# Legolas' longing for the Sea



## Maeglin (May 13, 2004)

From "The Silmarillion, Valaquenta:"


> At times he will come unseen to the shores of Middle-eart, or pass far inland up firths of the sea, and there make music upon his great horns, the Ulumuri, that are wrought of white shell; and those to whom that music comes hear it ever after in their hearts, and longing for the sea never leaves them again.


This, of course, is describing Ulmo.
Is it possible that the cries of the gulls that Legolas heard were actually the music of Ulmo? I think it could be, because we are not told what his music sounds like, and he probably had the ability to facade the music as any noise he wants. Was it, perhaps, Ulmo that was calling Legolas towards the Sea, and not just his natural Elvish desire for the Sea? I think it definitely could be, based on the quote I provided, though it may be a bit far-fetched in this situation. 

Thoughts?


----------



## Gothmog (May 13, 2004)

To say that the cries of the gulls was the music of Ulmo would I think be too confining to that music. More likely is that Ulmo's music included the sound of the Gulls on the Shore.

With that as part of the music, hearing the cries of Gulls would, in the decendants of Teleri certainly and probably in most elves, call to mind the rest of the Music of Ulmo and therefore the sea-longing and the wish to travel over to the ancient west.


----------



## HLGStrider (May 15, 2004)

My answer would be. . .based on my personal opinion-impressions and nothing else. . .that it was reminiscent of it but not it.


----------



## Hobbit-GalRosie (May 23, 2004)

I'm afraid I made this connection a long time ago, Legolas and the music, and like it too much not to think of it as true...It's kinda like how Tolkien was always big on the applicability of his work, and though I know that it might not really have been true if you asked the man himself it will always be true in my heart. I don't think the gulls actually made the music of Ulmo, but I think that Legolas might have heard both at the same time, since Ulmo's strength remained very much in the waters of the world, or so I recall, but my memory is hardly beyond failure. I rarely thought of the music of Ulmo as being terribly distinct from other sounds in nature, I thought rather that since he was the Ainu that had done most for the creation of water that his music would be the purest and well, noblest, for lack of a better word, rendering of all the melodies of wave and ripple and current. My mind is such that it likes the times when one concept flows seamlessly out of another, and has always appreciated the beauty of the natural world, so that's what I always make of the sea-longing bit, but I can hardly expect that anyone else shares the experience or even cares about my opinion.


----------



## HLGStrider (Sep 7, 2004)

Puts in her vote as someone who cares about Rosie's opinion.


Perhaps the gulls merely awakened the music that was already planted within Legolas. 

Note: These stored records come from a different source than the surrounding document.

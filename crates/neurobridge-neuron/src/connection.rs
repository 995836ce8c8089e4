// Copyright 2025 Neuraville Inc.
// SPDX-License-Identifier: Apache-2.0

use neurobridge_core::{Gid, SynapseType};

use crate::engine::NetConHandle;

/// A wired connection; never modified after creation
#[derive(Debug, Clone, PartialEq)]
pub struct Connection {
    pub pre: Gid,
    pub post: Gid,
    pub netcon: NetConHandle,
    pub synapse_type: SynapseType,
    /// Weight as applied to the netcon, after sign adjustment
    pub weight: f64,
    pub delay: f64,
}
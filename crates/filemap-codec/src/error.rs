/// Errors produced while converting values to and from bytes.
#[derive(Debug, thiserror::Error)]
pub enum CodecError {
    /// The value could not be serialized.
    #[error("encode failed: {0}")]
    Encode(String),

    /// The bytes do not describe a value of the requested type.
    #[error("decode failed: {0}")]
    Decode(String),
}

/// Result alias for codec operations.
pub type CodecResult<T> = Result<T, CodecError>;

The sea longing seems to be associated with the Elves rather than the sea. If a man looks upon the sea he is inflicted with no such longing. Therefore we have to either assume that the longing only works on Elves which means there is something in the Elves that can hear the music that men can't or. . .that the music is within the Elves and the sea only awakens it.

Like how water brings a flower out of a seed.


----------



## Elfarmari (Sep 7, 2004)

HLGStrider said:


> Puts in her vote as someone who cares about Rosie's opinion.





HLGStrider said:


> Perhaps the gulls merely awakened the music that was already planted within Legolas.
> 
> The sea longing seems to be associated with the Elves rather than the sea. If a man looks upon the sea he is inflicted with no such longing. Therefore we have to either assume that the longing only works on Elves which means there is something in the Elves that can hear the music that men can't or. . .that the music is within the Elves and the sea only awakens it.
> 
> Like how water brings a flower out of a seed.

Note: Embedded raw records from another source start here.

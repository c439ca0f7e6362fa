use serde::de::DeserializeOwned;
use serde::Serialize;

use crate::error::{CodecError, CodecResult};
use crate::traits::Codec;

/// Binary codec backed by `bincode`.
///
/// Smaller files than JSON, but not self-describing: the stored bytes only
/// decode against the exact type they were written from.
#[derive(Clone, Copy, Debug, Default, PartialEq, Eq)]
pub struct BincodeCodec;

impl Codec for BincodeCodec {
    fn name(&self) -> &'static str {
        "bincode"
    }

    fn encode<T: Serialize + ?Sized>(&self, value: &T) -> CodecResult<Vec<u8>> {
        bincode::serialize(value).map_err(|e| CodecError::Encode(e.to_string()))
    }

    fn decode<T: DeserializeOwned>(&self, bytes: &[u8]) -> CodecResult<T> {
        bincode::deserialize(bytes).map_err(|e| CodecError::Decode(e.to_string()))
    }
}

#[cfg(test)]
mod tests {
    use super::*;
    use proptest::prelude::*;
    use std::collections::BTreeMap;

    #[test]
    fn truncated_input_fails() {
        let codec = BincodeCodec;
        let bytes = codec.encode(&vec![1u64, 2, 3]).unwrap();
        let err = codec.decode::<Vec<u64>>(&bytes[..bytes.len() - 1]).unwrap_err();
        assert!(matches!(err, CodecError::Decode(_)));
    }

    proptest! {
        #[test]
        fn nested_maps_roundtrip(
            value in prop::collection::btree_map(
                ".{0,8}",
                prop::collection::vec(prop::collection::btree_map(".{0,8}", any::<i64>(), 0..4), 0..4),
                0..4,
            )
        ) {
            let codec = BincodeCodec;
            let bytes = codec.encode(&value).unwrap();
            let decoded: BTreeMap<String, Vec<BTreeMap<String, i64>>> = codec.decode(&bytes).unwrap();
            prop_assert_eq!(decoded, value);
        }
    }
}
use serde::de::DeserializeOwned;
use serde::Serialize;

use crate::error::{CodecError, CodecResult};
use crate::traits::Codec;

/// JSON codec backed by `serde_json`.
///
/// Compact output by default; [`JsonCodec::pretty`] writes indented files
/// that are easier to inspect by hand. Both variants read each other's
/// output, so they share the name `"json"`.
#[derive(Clone, Copy, Debug, Default, PartialEq, Eq)]
pub struct JsonCodec {
    pretty: bool,
}

impl JsonCodec {
    pub fn new() -> Self {
        Self::default()
    }

    /// A codec that writes indented JSON.
    pub fn pretty() -> Self {
        Self { pretty: true }
    }

    pub fn is_pretty(&self) -> bool {
        self.pretty
    }
}

impl Codec for JsonCodec {
    fn name(&self) -> &'static str {
        "json"
    }

    fn encode<T: Serialize + ?Sized>(&self, value: &T) -> CodecResult<Vec<u8>> {
        let result = if self.pretty {
            serde_json::to_vec_pretty(value)
        } else {
            serde_json::to_vec(value)
        };
        result.map_err(|e| CodecError::Encode(e.to_string()))
    }

    fn decode<T: DeserializeOwned>(&self, bytes: &[u8]) -> CodecResult<T> {
        serde_json::from_slice(bytes).map_err(|e| CodecError::Decode(e.to_string()))
    }
}

#[cfg(test)]
mod tests {
    use super::*;
    use serde::Deserialize;
    use std::collections::{BTreeMap, HashMap};

    #[derive(Clone, Debug, PartialEq, Serialize, Deserialize)]
    struct Record {
        s1: String,
        s2: Option<String>,
        n: i64,
    }

    #[test]
    fn float_is_plain_json_number() {
        let codec = JsonCodec::new();
        let bytes = codec.encode(&std::f64::consts::PI).unwrap();
        let text = std::str::from_utf8(&bytes).unwrap();
        let parsed: f64 = text.parse().unwrap();
        assert!((parsed - std::f64::consts::PI).abs() < 0.01);
    }

    #[test]
    fn nested_structure_roundtrip() {
        let codec = JsonCodec::new();
        let record = Record { s1: "foo".into(), s2: None, n: -3 };
        let mut inner: HashMap<String, Vec<Record>> = HashMap::new();
        inner.insert("baz".into(), vec![record.clone(), record]);
        let mut outer: BTreeMap<String, Vec<HashMap<String, Vec<Record>>>> = BTreeMap::new();
        outer.insert("qux".into(), vec![inner]);

        let bytes = codec.encode(&outer).unwrap();
        let decoded: BTreeMap<String, Vec<HashMap<String, Vec<Record>>>> =
            codec.decode(&bytes).unwrap();
        assert_eq!(decoded, outer);
    }

    #[test]
    fn pretty_output_is_readable_by_compact() {
        let pretty = JsonCodec::pretty();
        let compact = JsonCodec::new();
        let record = Record { s1: "bar".into(), s2: Some("x".into()), n: 7 };

        let bytes = pretty.encode(&record).unwrap();
        assert!(pretty.is_pretty());
        assert!(!compact.is_pretty());
        assert!(bytes.contains(&b'\n'));
        let decoded: Record = compact.decode(&bytes).unwrap();
        assert_eq!(decoded, record);
        assert_eq!(pretty.name(), compact.name());
    }

    #[test]
    fn decode_wrong_shape_fails() {
        let codec = JsonCodec::new();
        let err = codec.decode::<Record>(b"[1, 2, 3]").unwrap_err();
        assert!(matches!(err, CodecError::Decode(_)));
    }

    #[test]
    fn decode_garbage_fails() {
        let codec = JsonCodec::new();
        assert!(codec.decode::<f64>(b"not json").is_err());
    }
}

I completely agree. However, it seems that this seed was also planted in at least some of the Edain. Tuor, for example. In Unfinished Tales, we have the following:


> . . . he [Tuor] came suddenly to the black brink of Middle-earth, and saw the Great Sea, Belegaer the Shoreless. And at that hour the sun went down beyond the rim of the world, as a mighty fire; and Tuor stood alone upon the cliff with outspread arms, and a great yearning filled hi heart. It is said that he was the first of Men to reach the Great Sea, and that none, save the Eldar, have ever felt more deeply the longing that it brings.

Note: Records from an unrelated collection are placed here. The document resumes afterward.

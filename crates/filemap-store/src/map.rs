//! The persistent map: one file per key under `<root>/data`.
//!
//! Every operation is a short sequence of blocking filesystem calls and no
//! file handle outlives the call that opened it. Nothing is cached and nothing
//! is locked, so concurrent writers to the same root are not coordinated:
//!
//! - [`PersistentMap::put`] reads the previous value and then writes the new
//!   one; another writer in between makes the returned previous value stale.
//! - [`PersistentMap::values`], [`PersistentMap::entries`] and
//!   [`PersistentMap::contains_value`] list the keys first and read each one
//!   afterwards. They are not snapshots; keys that disappear in between are
//!   skipped.

use std::collections::{HashMap, HashSet};
use std::fs::{self, File};
use std::io::{self, Write};
use std::marker::PhantomData;
use std::path::Path;

use filemap_codec::{Codec, JsonCodec};
use serde::de::DeserializeOwned;
use serde::Serialize;
use tracing::{debug, info, warn};
use walkdir::WalkDir;

use crate::config::{StoreConfig, SyncMode, WriteMode};
use crate::error::{StoreError, StoreResult};
use crate::layout::{StoreLayout, TEMP_PREFIX};
use crate::metadata::StoreMetadata;

/// A map from string keys to values of one declared type, persisted as one
/// file per entry.
///
/// The store is pinned to a caller-supplied type tag when it is created.
/// Reopening it with a different tag fails with
/// [`StoreError::TypeMismatch`].
pub struct PersistentMap<T, C = JsonCodec> {
    layout: StoreLayout,
    metadata: StoreMetadata,
    config: StoreConfig,
    codec: C,
    _value: PhantomData<fn() -> T>,
}

impl<T> PersistentMap<T, JsonCodec>
where
    T: Serialize + DeserializeOwned,
{
    /// Open the store at `root`, creating it if it does not exist.
    pub fn open(root: impl AsRef<Path>, type_tag: &str) -> StoreResult<Self> {
        Self::open_with_config(root, type_tag, StoreConfig::default())
    }

    /// Open the store at `root` with explicit configuration.
    pub fn open_with_config(
        root: impl AsRef<Path>,
        type_tag: &str,
        config: StoreConfig,
    ) -> StoreResult<Self> {
        Self::open_with_codec(root, type_tag, config, JsonCodec::default())
    }
}

impl<T, C> PersistentMap<T, C>
where
    T: Serialize + DeserializeOwned,
    C: Codec,
{
    /// Open the store at `root` with explicit configuration and codec.
    ///
    /// A missing root is initialized with the data directory and a metadata
    /// record naming `type_tag` and the codec. An existing root must have the
    /// full layout and matching metadata; it is never rewritten.
    pub fn open_with_codec(
        root: impl AsRef<Path>,
        type_tag: &str,
        config: StoreConfig,
        codec: C,
    ) -> StoreResult<Self> {
        let layout = StoreLayout::new(root.as_ref());

        let metadata = match fs::metadata(layout.root()) {
            Ok(meta) if meta.is_dir() => Self::validate_existing(&layout, type_tag, &codec)?,
            Ok(_) => {
                return Err(StoreError::corrupt(
                    layout.root(),
                    "root path is not a directory",
                ))
            }
            Err(e) if e.kind() == io::ErrorKind::NotFound => {
                Self::initialize(&layout, type_tag, &config, &codec)?
            }
            Err(e) => {
                return Err(StoreError::Initialization {
                    path: layout.root().to_path_buf(),
                    source: e,
                })
            }
        };

        Ok(Self {
            layout,
            metadata,
            config,
            codec,
            _value: PhantomData,
        })
    }

    fn initialize(
        layout: &StoreLayout,
        type_tag: &str,
        config: &StoreConfig,
        codec: &C,
    ) -> StoreResult<StoreMetadata> {
        if !config.create_if_missing || config.read_only {
            return Err(StoreError::Initialization {
                path: layout.root().to_path_buf(),
                source: io::Error::new(io::ErrorKind::NotFound, "store does not exist"),
            });
        }

        fs::create_dir_all(layout.data_dir()).map_err(|e| StoreError::Initialization {
            path: layout.data_dir().to_path_buf(),
            source: e,
        })?;

        let metadata = StoreMetadata::new(type_tag, codec.name());
        metadata.write(layout.metadata_path())?;

        info!(
            root = %layout.root().display(),
            value_type = type_tag,
            codec = codec.name(),
            "created store"
        );
        Ok(metadata)
    }

    fn validate_existing(
        layout: &StoreLayout,
        type_tag: &str,
        codec: &C,
    ) -> StoreResult<StoreMetadata> {
        if !layout.data_dir().is_dir() {
            return Err(StoreError::corrupt(
                layout.data_dir(),
                "missing data directory",
            ));
        }
        if !layout.metadata_path().is_file() {
            return Err(StoreError::corrupt(
                layout.metadata_path(),
                "missing metadata file",
            ));
        }

        let metadata = StoreMetadata::read(layout.metadata_path())?;
        metadata.verify(type_tag, codec.name())?;

        info!(
            root = %layout.root().display(),
            value_type = type_tag,
            "opened existing store"
        );
        Ok(metadata)
    }

    // ---------------------------------------------------------------
    // Key operations
    // ---------------------------------------------------------------

    /// Returns `true` if an entry file exists for `key`.
    pub fn contains_key(&self, key: &str) -> StoreResult<bool> {
        let path = self.layout.entry_path(key)?;
        path.try_exists()
            .map_err(|e| StoreError::persistence(path, e))
    }

    /// Read the value stored under `key`.
    ///
    /// Returns `Ok(None)` if the key has never been written.
    pub fn get(&self, key: &str) -> StoreResult<Option<T>> {
        let path = self.layout.entry_path(key)?;
        let bytes = match fs::read(&path) {
            Ok(bytes) => bytes,
            Err(e) if e.kind() == io::ErrorKind::NotFound => return Ok(None),
            Err(e) => return Err(StoreError::persistence(path, e)),
        };

        let value = self
            .codec
            .decode(&bytes)
            .map_err(|source| StoreError::Deserialization {
                key: key.to_string(),
                source,
            })?;
        Ok(Some(value))
    }

    /// Store `value` under `key`, replacing any previous value in full.
    ///
    /// Returns the previous value, read just before the write.
    pub fn put(&self, key: &str, value: &T) -> StoreResult<Option<T>> {
        self.ensure_writable("put")?;
        let path = self.layout.entry_path(key)?;
        let previous = self.get(key)?;

        let bytes = self
            .codec
            .encode(value)
            .map_err(|source| StoreError::Serialization {
                key: key.to_string(),
                source,
            })?;
        self.write_entry(&path, &bytes)?;

        debug!(key, len = bytes.len(), replaced = previous.is_some(), "put");
        Ok(previous)
    }

    /// Store every pair in iteration order. Not atomic across keys: a failure
    /// leaves the earlier pairs written.
    pub fn put_all<I, K>(&self, entries: I) -> StoreResult<()>
    where
        I: IntoIterator<Item = (K, T)>,
        K: AsRef<str>,
    {
        for (key, value) in entries {
            self.put(key.as_ref(), &value)?;
        }
        Ok(())
    }

    /// Delete the entry for `key`, returning its value if it existed.
    ///
    /// An entry whose bytes no longer decode is still deleted; its previous
    /// value is reported as `None`.
    pub fn remove(&self, key: &str) -> StoreResult<Option<T>> {
        self.ensure_writable("remove")?;
        let path = self.layout.entry_path(key)?;
        let previous = match self.get(key) {
            Ok(previous) => previous,
            Err(StoreError::Deserialization { source, .. }) => {
                warn!(key, error = %source, "removing undecodable entry");
                None
            }
            Err(e) => return Err(e),
        };

        match fs::remove_file(&path) {
            Ok(()) => {}
            Err(e) if e.kind() == io::ErrorKind::NotFound => {}
            Err(e) => return Err(StoreError::persistence(path, e)),
        }

        debug!(key, existed = previous.is_some(), "remove");
        Ok(previous)
    }

    // ---------------------------------------------------------------
    // Enumeration
    // ---------------------------------------------------------------

    /// Number of entries, counting the same file names [`Self::keys`] returns.
    pub fn len(&self) -> StoreResult<usize> {
        Ok(self.keys()?.len())
    }

    /// Returns `true` if the store has no entries.
    pub fn is_empty(&self) -> StoreResult<bool> {
        Ok(self.len()? == 0)
    }

    /// All keys currently in the store, in no particular order.
    pub fn keys(&self) -> StoreResult<HashSet<String>> {
        let data_dir = self.layout.data_dir();
        let mut keys = HashSet::new();
        for entry in fs::read_dir(data_dir).map_err(|e| StoreError::persistence(data_dir, e))? {
            let entry = entry.map_err(|e| StoreError::persistence(data_dir, e))?;
            match entry.file_name().into_string() {
                Ok(name) => {
                    keys.insert(name);
                }
                Err(name) => {
                    warn!(?name, "skipping entry with non UTF-8 file name");
                }
            }
        }
        Ok(keys)
    }

    /// All values currently in the store, in no particular order.
    pub fn values(&self) -> StoreResult<Vec<T>> {
        let mut values = Vec::new();
        for key in self.keys()? {
            if let Some(value) = self.get(&key)? {
                values.push(value);
            }
        }
        Ok(values)
    }

    /// All key/value pairs currently in the store.
    pub fn entries(&self) -> StoreResult<HashMap<String, T>> {
        let mut entries = HashMap::new();
        for key in self.keys()? {
            if let Some(value) = self.get(&key)? {
                entries.insert(key, value);
            }
        }
        Ok(entries)
    }

    /// Returns `true` if any stored value equals `value`. Reads every entry
    /// until a match is found.
    pub fn contains_value(&self, value: &T) -> StoreResult<bool>
    where
        T: PartialEq,
    {
        for key in self.keys()? {
            if self.get(&key)?.as_ref() == Some(value) {
                return Ok(true);
            }
        }
        Ok(false)
    }

    /// Delete every entry. The data directory itself is kept, empty.
    pub fn clear(&self) -> StoreResult<()> {
        self.ensure_writable("clear")?;
        self.ensure_data_dir()?;

        let data_dir = self.layout.data_dir();
        let mut removed = 0usize;
        for entry in WalkDir::new(data_dir).min_depth(1).contents_first(true) {
            let entry = entry.map_err(|e| {
                let path = e
                    .path()
                    .map(Path::to_path_buf)
                    .unwrap_or_else(|| data_dir.to_path_buf());
                StoreError::persistence(path, e.into())
            })?;
            let path = entry.path();
            let result = if entry.file_type().is_dir() {
                fs::remove_dir(path)
            } else {
                fs::remove_file(path)
            };
            result.map_err(|e| StoreError::persistence(path, e))?;
            removed += 1;
        }

        debug!(removed, "cleared store");
        Ok(())
    }

    // ---------------------------------------------------------------
    // Accessors
    // ---------------------------------------------------------------

    /// Root directory of the store.
    pub fn root(&self) -> &Path {
        self.layout.root()
    }

    /// Directory holding one file per entry.
    pub fn data_dir(&self) -> &Path {
        self.layout.data_dir()
    }

    /// The type tag recorded when the store was created.
    pub fn type_tag(&self) -> &str {
        &self.metadata.value_type
    }

    /// Metadata record read or written when the store was opened.
    pub fn metadata(&self) -> &StoreMetadata {
        &self.metadata
    }

    /// Codec used for entry files.
    pub fn codec(&self) -> &C {
        &self.codec
    }

    /// Configuration the store was opened with.
    pub fn config(&self) -> &StoreConfig {
        &self.config
    }

    // ---------------------------------------------------------------
    // Internals
    // ---------------------------------------------------------------

    fn ensure_writable(&self, operation: &'static str) -> StoreResult<()> {
        if self.config.read_only {
            return Err(StoreError::Unsupported { operation });
        }
        Ok(())
    }

    /// Recreate the data directory if something removed it.
    fn ensure_data_dir(&self) -> StoreResult<()> {
        let data_dir = self.layout.data_dir();
        fs::create_dir_all(data_dir).map_err(|e| StoreError::persistence(data_dir, e))
    }

    fn write_entry(&self, path: &Path, bytes: &[u8]) -> StoreResult<()> {
        self.ensure_data_dir()?;
        let sync = matches!(self.config.sync_mode, SyncMode::EveryWrite);

        match self.config.write_mode {
            WriteMode::Direct => {
                let mut file = File::create(path).map_err(|e| StoreError::persistence(path, e))?;
                file.write_all(bytes)
                    .map_err(|e| StoreError::persistence(path, e))?;
                if sync {
                    file.sync_all()
                        .map_err(|e| StoreError::persistence(path, e))?;
                }
            }
            WriteMode::AtomicRename => {
                // Temp files live in the root so they never show up as keys.
                let root = self.layout.root();
                let mut tmp = tempfile::Builder::new()
                    .prefix(TEMP_PREFIX)
                    .tempfile_in(root)
                    .map_err(|e| StoreError::persistence(root, e))?;
                tmp.write_all(bytes)
                    .map_err(|e| StoreError::persistence(tmp.path(), e))?;
                if sync {
                    tmp.as_file()
                        .sync_all()
                        .map_err(|e| StoreError::persistence(tmp.path(), e))?;
                }
                tmp.persist(path)
                    .map_err(|e| StoreError::persistence(path, e.error))?;
            }
        }
        Ok(())
    }
}

impl<T, C: Codec> std::fmt::Debug for PersistentMap<T, C> {
    fn fmt(&self, f: &mut std::fmt::Formatter<'_>) -> std::fmt::Result {
        f.debug_struct("PersistentMap")
            .field("root", &self.layout.root())
            .field("value_type", &self.metadata.value_type)
            .field("codec", &self.codec.name())
            .field("read_only", &self.config.read_only)
            .finish()
    }
}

 To me, this would imply that other Men have felt the longing for the sea, although not as strongly as Tuor. I've always attributed this longing to the mariners of the Numenoreans, and indeed most mariners.


----------



## HLGStrider (Sep 8, 2004)

In the Numenoreans (though not in Tuor) it could be explained by Elf blood and so still conform to my theory.


Tuor I will just ignore because he doesn't fit my theory. If anyone brings him up again, I will hit them with my stuffed leopard.


----------



## Elfarmari (Sep 8, 2004)

HLGStrider said:


> In the Numenoreans (though not in Tuor) it could be explained by Elf blood and so still conform to my theory.
> 
> 
> Tuor I will just ignore because he doesn't fit my theory. If anyone brings him up again, I will hit them with my stuffed leopard.


I agree with the Elf-blood theory, and feel the need to bring up Tuor again, even at risk of being hit with a stuffed leopard . .  Tuor was chosen by Ulmo to be his instrument, so I guess he could have somehow intervened and given Tuor this sea-longing as a means of bringing Tuor to Nevrast. And, it is 'sung' that Tuor was counted among the Eldar, hence becoming an Elf.

edit for typo


----------



## HLGStrider (Sep 9, 2004)

Casually hits Elffy with a stuffed leopard then congratulates him for being helpful enough to rid her of the Tuor problem.


----------